• **Source material**
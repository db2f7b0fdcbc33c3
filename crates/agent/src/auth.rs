//! Internal-key check for the agent's loopback-only HTTP surface
//! (spec §6). Same shape as the observer's own `check_internal_key`.

use axum::http::HeaderMap;
use entity_types::error::ApiError;

pub fn check_internal_key(headers: &HeaderMap, expected: &str) -> Result<(), ApiError> {
    let provided = headers
        .get("X-Internal-Key")
        .and_then(|v| v.to_str().ok())
        .unwrap_or_default();
    if provided == expected {
        Ok(())
    } else {
        Err(ApiError::Auth("missing or invalid internal key".into()))
    }
}

#[cfg(test)]
mod tests {
    use super::*;
    use axum::http::HeaderValue;

    #[test]
    fn matching_key_is_accepted() {
        let mut headers = HeaderMap::new();
        headers.insert("X-Internal-Key", HeaderValue::from_static("secret"));
        assert!(check_internal_key(&headers, "secret").is_ok());
    }

    #[test]
    fn missing_key_is_rejected() {
        let headers = HeaderMap::new();
        assert!(check_internal_key(&headers, "secret").is_err());
    }

    #[test]
    fn mismatched_key_is_rejected() {
        let mut headers = HeaderMap::new();
        headers.insert("X-Internal-Key", HeaderValue::from_static("wrong"));
        assert!(check_internal_key(&headers, "secret").is_err());
    }
}
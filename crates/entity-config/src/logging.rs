//! Shared structured-logging setup.

use serde::{Deserialize, Serialize};
use tracing_subscriber::{layer::SubscriberExt, util::SubscriberInitExt, EnvFilter};

#[derive(Debug, Clone, Serialize, Deserialize)]
pub struct LoggingConfig {
    #[serde(default = "default_log_level")]
    pub level: String,
    #[serde(default)]
    pub json: bool,
}

impl Default for LoggingConfig {
    fn default() -> Self {
        Self {
            level: default_log_level(),
            json: false,
        }
    }
}

fn default_log_level() -> String {
    "info".to_string()
}

/// Initialize the global `tracing` subscriber. `json` selects
/// machine-readable output (for log aggregation) over the default
/// human-readable format.
pub fn init_tracing(config: &LoggingConfig) {
    let filter = EnvFilter::try_new(&config.level).unwrap_or_else(|_| EnvFilter::new("info"));

    let registry = tracing_subscriber::registry().with(filter);

    if config.json {
        registry
            .with(tracing_subscriber::fmt::layer().json())
            .init();
    } else {
        registry.with(tracing_subscriber::fmt::layer()).init();
    }
}
//! CreditLedger wire shape. The mutation logic (atomic charge, reset)
//! lives in `entity-ledger`; this crate only defines the persisted/wire
//! representation so observer and agent agree on it.

use chrono::{DateTime, Utc};
use serde::{Deserialize, Serialize};
use std::collections::HashMap;

/// Bankruptcy threshold: a balance at or below this is bankrupt.
pub const BANKRUPTCY_THRESHOLD_USD: f64 = 0.01;

/// Number of recent charge records retained in `history`. Long-term
/// totals live in `per_model_spend` instead.
pub const HISTORY_CAP: usize = 100;

#[derive(Debug, Clone, Serialize, Deserialize)]
pub struct ChargeRecord {
    pub ts: DateTime<Utc>,
    pub model_id: String,
    pub input_tok: u64,
    pub output_tok: u64,
    pub usd: f64,
}

#[derive(Debug, Clone, Copy, PartialEq, Eq, Serialize, Deserialize)]
#[serde(rename_all = "snake_case")]
pub enum ChargeOutcome {
    Ok,
    Bankrupt,
}

#[derive(Debug, Clone, Copy, PartialEq, Eq, Serialize, Deserialize)]
#[serde(rename_all = "snake_case")]
pub enum LedgerStatus {
    Solvent,
    Bankrupt,
}

#[derive(Debug, Clone, Serialize, Deserialize)]
pub struct CreditLedger {
    pub balance_usd: f64,
    pub monthly_budget_usd: f64,
    pub reset_at: DateTime<Utc>,
    pub per_model_spend: HashMap<String, f64>,
    pub history: Vec<ChargeRecord>,
}

impl CreditLedger {
    pub fn new(monthly_budget_usd: f64, reset_at: DateTime<Utc>) -> Self {
        CreditLedger {
            balance_usd: monthly_budget_usd,
            monthly_budget_usd,
            reset_at,
            per_model_spend: HashMap::new(),
            history: Vec::new(),
        }
    }

    pub fn status(&self) -> LedgerStatus {
        if self.balance_usd <= BANKRUPTCY_THRESHOLD_USD {
            LedgerStatus::Bankrupt
        } else {
            LedgerStatus::Solvent
        }
    }

    pub fn push_history_bounded(&mut self, record: ChargeRecord) {
        self.history.push(record);
        if self.history.len() > HISTORY_CAP {
            let overflow = self.history.len() - HISTORY_CAP;
            self.history.drain(0..overflow);
        }
    }
}
//! Model gateway client. The gateway itself is an external
//! collaborator referenced only by its contract (spec §1); this is
//! that contract: a single completion call, 60s timeout, with the
//! 429-retry/rotate policy spec §4.5 describes layered on top.
//! Request/response shape is grounded on the fleet daemon's
//! OpenAI-compatible backend adapter (`playground::llm`).

use serde::{Deserialize, Serialize};
use std::time::Duration;
use thiserror::Error;

const GATEWAY_TIMEOUT: Duration = Duration::from_secs(60);
const BACKOFF_SCHEDULE_S: [u64; 3] = [5, 10, 20];
const MAX_ATTEMPTS_PER_CYCLE: u32 = 3;

#[derive(Debug, Error)]
pub enum GatewayError {
    #[error("model gateway request failed: {0}")]
    Request(#[from] reqwest::Error),
    #[error("model gateway rate-limited across all attempts this cycle")]
    AllAttemptsRateLimited,
    #[error("model gateway returned an error status {status}: {body}")]
    Rejected { status: u16, body: String },
}

#[derive(Debug, Serialize)]
struct CompletionRequest<'a> {
    model: &'a str,
    prompt: &'a str,
}

#[derive(Debug, Clone, Deserialize)]
pub struct CompletionUsage {
    pub input_tokens: u64,
    pub output_tokens: u64,
    pub usd: f64,
}

#[derive(Debug, Clone, Deserialize)]
pub struct CompletionResponse {
    pub text: String,
    pub usage: CompletionUsage,
}

pub struct ModelGateway {
    client: reqwest::Client,
    base_url: String,
    api_key: String,
}

impl ModelGateway {
    pub fn new(base_url: impl Into<String>, api_key: impl Into<String>) -> Self {
        let client = reqwest::Client::builder()
            .timeout(GATEWAY_TIMEOUT)
            .build()
            .expect("reqwest client builds with static config");
        ModelGateway {
            client,
            base_url: base_url.into(),
            api_key: api_key.into(),
        }
    }

    async fn complete_once(
        &self,
        model: &str,
        prompt: &str,
    ) -> Result<CompletionResponse, GatewayError> {
        let resp = self
            .client
            .post(format!("{}/v1/complete", self.base_url))
            .bearer_auth(&self.api_key)
            .json(&CompletionRequest { model, prompt })
            .send()
            .await?;

        if resp.status() == reqwest::StatusCode::TOO_MANY_REQUESTS {
            return Err(GatewayError::Rejected {
                status: 429,
                body: String::new(),
            });
        }
        if !resp.status().is_success() {
            let status = resp.status().as_u16();
            let body = resp.text().await.unwrap_or_default();
            return Err(GatewayError::Rejected { status, body });
        }

        Ok(resp.json().await?)
    }

    /// Calls the gateway with `model_tiers[0]` first. On a 429, backs
    /// off along `BACKOFF_SCHEDULE_S` and rotates to the next tier, up
    /// to `MAX_ATTEMPTS_PER_CYCLE` total attempts in this cycle.
    pub async fn complete_with_retry(
        &self,
        model_tiers: &[String],
        prompt: &str,
    ) -> Result<(CompletionResponse, String), GatewayError> {
        let mut last_err = None;

        for attempt in 0..MAX_ATTEMPTS_PER_CYCLE {
            let tier = model_tiers
                .get(attempt as usize)
                .or_else(|| model_tiers.last())
                .map(String::as_str)
                .unwrap_or("primary");

            match self.complete_once(tier, prompt).await {
                Ok(resp) => return Ok((resp, tier.to_string())),
                Err(GatewayError::Rejected { status: 429, .. }) => {
                    if let Some(&delay_s) = BACKOFF_SCHEDULE_S.get(attempt as usize) {
                        tokio::time::sleep(Duration::from_secs(delay_s)).await;
                    }
                    last_err = Some(GatewayError::AllAttemptsRateLimited);
                }
                Err(e) => return Err(e),
            }
        }

        Err(last_err.unwrap_or(GatewayError::AllAttemptsRateLimited))
    }
}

• **What this task involves**
Look above and return each line of the records exactly, from the very first through the line with "let provided = headers", both included.

• **Answer to this problem**
repository db2f7b0fdcbc33c3
filename crates/agent/src/auth.rs
//! Internal-key check for the agent's loopback-only HTTP surface
//! (spec §6). Same shape as the observer's own `check_internal_key`.

use axum::http::HeaderMap;
use entity_types::error::ApiError;

pub fn check_internal_key(headers: &HeaderMap, expected: &str) -> Result<(), ApiError> {
    let provided = headers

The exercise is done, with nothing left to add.